Collected data entries

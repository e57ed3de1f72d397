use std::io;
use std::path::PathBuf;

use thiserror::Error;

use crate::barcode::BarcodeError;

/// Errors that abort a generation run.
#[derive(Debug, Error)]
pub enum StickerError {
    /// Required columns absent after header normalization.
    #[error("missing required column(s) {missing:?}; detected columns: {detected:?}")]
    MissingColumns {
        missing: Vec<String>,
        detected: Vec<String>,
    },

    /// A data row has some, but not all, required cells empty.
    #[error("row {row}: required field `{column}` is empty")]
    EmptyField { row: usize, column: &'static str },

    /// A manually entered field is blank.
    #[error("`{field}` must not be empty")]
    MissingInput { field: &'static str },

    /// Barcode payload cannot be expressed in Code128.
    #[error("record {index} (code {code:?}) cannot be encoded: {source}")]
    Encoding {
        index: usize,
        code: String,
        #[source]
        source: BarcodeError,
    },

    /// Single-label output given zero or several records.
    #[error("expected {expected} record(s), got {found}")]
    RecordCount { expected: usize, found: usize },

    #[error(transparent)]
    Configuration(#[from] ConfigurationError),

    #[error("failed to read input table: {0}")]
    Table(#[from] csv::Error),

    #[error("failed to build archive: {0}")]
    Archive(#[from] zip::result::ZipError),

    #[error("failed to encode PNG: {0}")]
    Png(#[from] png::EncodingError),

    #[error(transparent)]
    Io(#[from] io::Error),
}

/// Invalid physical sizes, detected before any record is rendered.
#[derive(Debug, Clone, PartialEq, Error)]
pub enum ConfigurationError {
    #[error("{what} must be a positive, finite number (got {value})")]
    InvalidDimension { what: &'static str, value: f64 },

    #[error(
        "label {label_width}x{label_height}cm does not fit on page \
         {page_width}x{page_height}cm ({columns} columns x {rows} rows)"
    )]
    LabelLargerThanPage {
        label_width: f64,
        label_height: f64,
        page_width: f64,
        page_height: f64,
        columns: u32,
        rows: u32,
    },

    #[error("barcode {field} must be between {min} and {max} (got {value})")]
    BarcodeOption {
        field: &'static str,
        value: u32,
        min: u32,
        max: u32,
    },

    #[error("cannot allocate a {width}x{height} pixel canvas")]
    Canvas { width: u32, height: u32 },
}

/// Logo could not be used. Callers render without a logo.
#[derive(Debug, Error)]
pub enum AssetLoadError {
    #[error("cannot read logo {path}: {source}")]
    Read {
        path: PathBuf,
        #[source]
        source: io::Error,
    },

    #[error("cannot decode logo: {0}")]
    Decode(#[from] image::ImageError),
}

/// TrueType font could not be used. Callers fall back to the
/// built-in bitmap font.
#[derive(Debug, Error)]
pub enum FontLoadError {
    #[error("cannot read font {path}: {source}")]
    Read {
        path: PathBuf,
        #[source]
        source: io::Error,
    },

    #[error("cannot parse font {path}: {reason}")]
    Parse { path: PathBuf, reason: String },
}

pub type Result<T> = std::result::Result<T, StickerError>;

• _What is expected_
Write the data out in full, matching every line exactly.

• _Answer section_
repository e57ed3de1f72d397
use std::io;
use std::path::PathBuf;

use thiserror::Error;

use crate::barcode::BarcodeError;

/// Errors that abort a generation run.
#[derive(Debug, Error)]
pub enum StickerError {
    /// Required columns absent after header normalization.
    #[error("missing required column(s) {missing:?}; detected columns: {detected:?}")]
    MissingColumns {
        missing: Vec<String>,
        detected: Vec<String>,
    },

    /// A data row has some, but not all, required cells empty.
    #[error("row {row}: required field `{column}` is empty")]
    EmptyField { row: usize, column: &'static str },

    /// A manually entered field is blank.
    #[error("`{field}` must not be empty")]
    MissingInput { field: &'static str },

    /// Barcode payload cannot be expressed in Code128.
    #[error("record {index} (code {code:?}) cannot be encoded: {source}")]
    Encoding {
        index: usize,
        code: String,
        #[source]
        source: BarcodeError,
    },

    /// Single-label output given zero or several records.
    #[error("expected {expected} record(s), got {found}")]
    RecordCount { expected: usize, found: usize },

    #[error(transparent)]
    Configuration(#[from] ConfigurationError),

    #[error("failed to read input table: {0}")]
    Table(#[from] csv::Error),

    #[error("failed to build archive: {0}")]
    Archive(#[from] zip::result::ZipError),

    #[error("failed to encode PNG: {0}")]
    Png(#[from] png::EncodingError),

    #[error(transparent)]
    Io(#[from] io::Error),
}

/// Invalid physical sizes, detected before any record is rendered.
#[derive(Debug, Clone, PartialEq, Error)]
pub enum ConfigurationError {
    #[error("{what} must be a positive, finite number (got {value})")]
    InvalidDimension { what: &'static str, value: f64 },

    #[error(
        "label {label_width}x{label_height}cm does not fit on page \
         {page_width}x{page_height}cm ({columns} columns x {rows} rows)"
    )]
    LabelLargerThanPage {
        label_width: f64,
        label_height: f64,
        page_width: f64,
        page_height: f64,
        columns: u32,
        rows: u32,
    },

    #[error("barcode {field} must be between {min} and {max} (got {value})")]
    BarcodeOption {
        field: &'static str,
        value: u32,
        min: u32,
        max: u32,
    },

    #[error("cannot allocate a {width}x{height} pixel canvas")]
    Canvas { width: u32, height: u32 },
}

/// Logo could not be used. Callers render without a logo.
#[derive(Debug, Error)]
pub enum AssetLoadError {
    #[error("cannot read logo {path}: {source}")]
    Read {
        path: PathBuf,
        #[source]
        source: io::Error,
    },

    #[error("cannot decode logo: {0}")]
    Decode(#[from] image::ImageError),
}

/// TrueType font could not be used. Callers fall back to the
/// built-in bitmap font.
#[derive(Debug, Error)]
pub enum FontLoadError {
    #[error("cannot read font {path}: {source}")]
    Read {
        path: PathBuf,
        #[source]
        source: io::Error,
    },

    #[error("cannot parse font {path}: {reason}")]
    Parse { path: PathBuf, reason: String },
}

pub type Result<T> = std::result::Result<T, StickerError>;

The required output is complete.